Lo stagnino era anche un artigiano ambulante; infatti lo si vedeva in giro per il paese con un carretto contenente un vasto assortimento di pentole che vendeva e una cassetta contenente attrezzi per riparare oggetti all’istante.
IMMAGINI
U saldatorə a callə saldatore a caldo: di diverse misure, erano usati per scaldare i bordi di due pezzi metallici e unirli lasciando cadere sopra delle gocce di stagno fuso.
U muàgghjə il maglio: specie di martello di legno usato per battere le lamine di rame e dare la forma voluta; era usato anche dal sellaio. (vedi sellaio)

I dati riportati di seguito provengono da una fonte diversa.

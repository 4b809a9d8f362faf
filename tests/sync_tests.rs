// Copyright (c) 2025 Soumyadip Sarkar.
// All rights reserved.
//
// This source code is licensed under the license found in the
// LICENSE file in the root directory of this source tree.

use billdesk::agent_bill::{get_agent_bill, sync_agent_bill};
use billdesk::bill::{BillInput, create_bill, delete_bill, update_bill};
use billdesk::db;
use billdesk::error::BillingError;
use billdesk::models::Source;
use chrono::NaiveDate;
use rusqlite::{Connection, params};
use rust_decimal::Decimal;

fn dec(s: &str) -> Decimal {
    s.parse().unwrap()
}

/// Acme Claims (per-bank, HDFC = 7.5), client Acme Corp, agent Jane {Claimer: 1.2}.
fn setup() -> Connection {
    let conn = Connection::open_in_memory().unwrap();
    db::init_schema(&conn).unwrap();
    conn.execute_batch(
        r#"
        INSERT INTO banks(id, bank_name) VALUES (1, 'SBI'), (2, 'HDFC');
        INSERT INTO users(id, name, email, password, role, rate)
            VALUES (10, 'Acme Corp', 'acme@example.com', 'x', 'Client', NULL);
        INSERT INTO users(id, name, email, password, role, rate)
            VALUES (20, 'Jane', 'jane@example.com', 'x', 'Agent', '{"Claimer":1.2}');
        INSERT INTO groups(id, name, type, owner, same_rate) VALUES (5, 'Acme Claims', 'Claim', 10, NULL);
        INSERT INTO group_bank_rate(group_id, bank_id, rate) VALUES (5, 2, '7.5');
        "#,
    )
    .unwrap();
    conn
}

fn jane_bill() -> BillInput {
    BillInput {
        bill_date: NaiveDate::from_ymd_opt(2026, 3, 5).unwrap(),
        group_id: 5,
        bank_id: Some(2),
        client_id: 10,
        agent_id: 20,
        amount: dec("100"),
        rate: None,
    }
}

fn agent_bill_count(conn: &Connection) -> i64 {
    conn.query_row("SELECT COUNT(*) FROM agent_bill", [], |r| r.get(0))
        .unwrap()
}

#[test]
fn claim_bill_derives_commission_from_agent_rate() {
    let mut conn = setup();
    let bill = create_bill(&mut conn, &jane_bill()).unwrap();
    assert_eq!(bill.rate, None);

    let ab = get_agent_bill(&conn, bill.id).unwrap().unwrap();
    assert_eq!(ab.source, Source::Claim);
    assert_eq!(ab.rate, dec("1.2"));
    assert_eq!(ab.total, dec("120"));
    assert_eq!(ab.bank_id, Some(2));
    assert_eq!(ab.client_id, 10);
}

#[test]
fn resync_is_idempotent() {
    let mut conn = setup();
    let bill = create_bill(&mut conn, &jane_bill()).unwrap();
    let first = sync_agent_bill(&conn, bill.id).unwrap().unwrap();
    let second = sync_agent_bill(&conn, bill.id).unwrap().unwrap();
    assert_eq!(first, second);
    assert_eq!(agent_bill_count(&conn), 1);
}

#[test]
fn moving_group_to_processing_removes_agent_bill() {
    let mut conn = setup();
    let bill = create_bill(&mut conn, &jane_bill()).unwrap();
    assert_eq!(agent_bill_count(&conn), 1);

    conn.execute("UPDATE groups SET type='Processing' WHERE id=5", [])
        .unwrap();
    update_bill(&mut conn, bill.id, &jane_bill()).unwrap();
    assert!(get_agent_bill(&conn, bill.id).unwrap().is_none());
    assert_eq!(agent_bill_count(&conn), 0);
}

#[test]
fn depo_without_depositer_key_is_zero_commission() {
    let mut conn = setup();
    conn.execute("UPDATE groups SET type='Depo' WHERE id=5", [])
        .unwrap();
    let bill = create_bill(&mut conn, &jane_bill()).unwrap();
    let ab = get_agent_bill(&conn, bill.id).unwrap().unwrap();
    assert_eq!(ab.source, Source::Depo);
    assert!(ab.rate.is_zero());
    assert!(ab.total.is_zero());
}

#[test]
fn agent_rates_take_precedence_over_generic_rate() {
    let mut conn = setup();
    conn.execute(
        "UPDATE users SET agent_rates=?1 WHERE id=20",
        params![r#"{"claimer": "2.5", "default": 1}"#],
    )
    .unwrap();
    let bill = create_bill(&mut conn, &jane_bill()).unwrap();
    let ab = get_agent_bill(&conn, bill.id).unwrap().unwrap();
    assert_eq!(ab.rate, dec("2.5"));
    assert_eq!(ab.total, dec("250"));
}

#[test]
fn update_refreshes_the_snapshot() {
    let mut conn = setup();
    let bill = create_bill(&mut conn, &jane_bill()).unwrap();
    let mut edit = jane_bill();
    edit.amount = dec("250");
    edit.bill_date = NaiveDate::from_ymd_opt(2026, 4, 1).unwrap();
    update_bill(&mut conn, bill.id, &edit).unwrap();

    let ab = get_agent_bill(&conn, bill.id).unwrap().unwrap();
    assert_eq!(ab.amount, dec("250"));
    assert_eq!(ab.total, dec("300"));
    assert_eq!(ab.bill_date, edit.bill_date);
    assert_eq!(agent_bill_count(&conn), 1);
}

#[test]
fn failed_agent_bill_write_rolls_back_the_bill() {
    let mut conn = setup();
    conn.execute_batch(
        "CREATE TRIGGER block_agent_bill BEFORE INSERT ON agent_bill
         BEGIN SELECT RAISE(ABORT, 'agent bill blocked'); END;",
    )
    .unwrap();
    assert!(create_bill(&mut conn, &jane_bill()).is_err());
    let bills: i64 = conn
        .query_row("SELECT COUNT(*) FROM bill", [], |r| r.get(0))
        .unwrap();
    assert_eq!(bills, 0);
}

#[test]
fn deleting_a_bill_cascades_to_its_agent_bill() {
    let mut conn = setup();
    let bill = create_bill(&mut conn, &jane_bill()).unwrap();
    delete_bill(&conn, bill.id).unwrap();
    assert_eq!(agent_bill_count(&conn), 0);
}

#[test]
fn sync_of_missing_bill_is_a_no_op() {
    let conn = setup();
    assert!(sync_agent_bill(&conn, 999).unwrap().is_none());
}

#[test]
fn commission_overflow_rejects_the_write() {
    let mut conn = setup();
    let mut huge = jane_bill();
    huge.amount = Decimal::MAX;
    let err = create_bill(&mut conn, &huge).unwrap_err();
    assert!(matches!(err, BillingError::Validation(_)));
    assert_eq!(err.status(), 400);
    let bills: i64 = conn
        .query_row("SELECT COUNT(*) FROM bill", [], |r| r.get(0))
        .unwrap();
    assert_eq!(bills, 0);
    assert_eq!(agent_bill_count(&conn), 0);

    let bill = create_bill(&mut conn, &jane_bill()).unwrap();
    assert!(update_bill(&mut conn, bill.id, &huge).is_err());
    let ab = get_agent_bill(&conn, bill.id).unwrap().unwrap();
    assert_eq!(ab.amount, dec("100"));
    assert_eq!(ab.total, dec("120"));
}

La pombə l’irroratrice: serviva per innaffiare il verderame sulla vite e combattere la peronospora (vedi contadino)
La sulfarolə la macchina per zolfo si metteva sulla botte inserendo la punta nella botte e lasciando ardere una piastrina di zolfo nel contenitore a sinistra; si usava quando la botte era già iniziata per non far diventare il vino aceto
La sèsələ sassola (anche sessola), strumento manuale simile ad un grosso cucchiaio, fatto di legno, plastica o metallo, che serve per trasferire da un contenitore all’altro polveri, farine o granaglie; ce n’erano di diverse forme
U zirrə il bidone per olio
U cualarerə il calderaio; foto di Nicola Lomurno, classe 1913, uno degli ultimi calderai di Altamura, padre del compianto vigile Felice Lomurno, recentemente scomparso.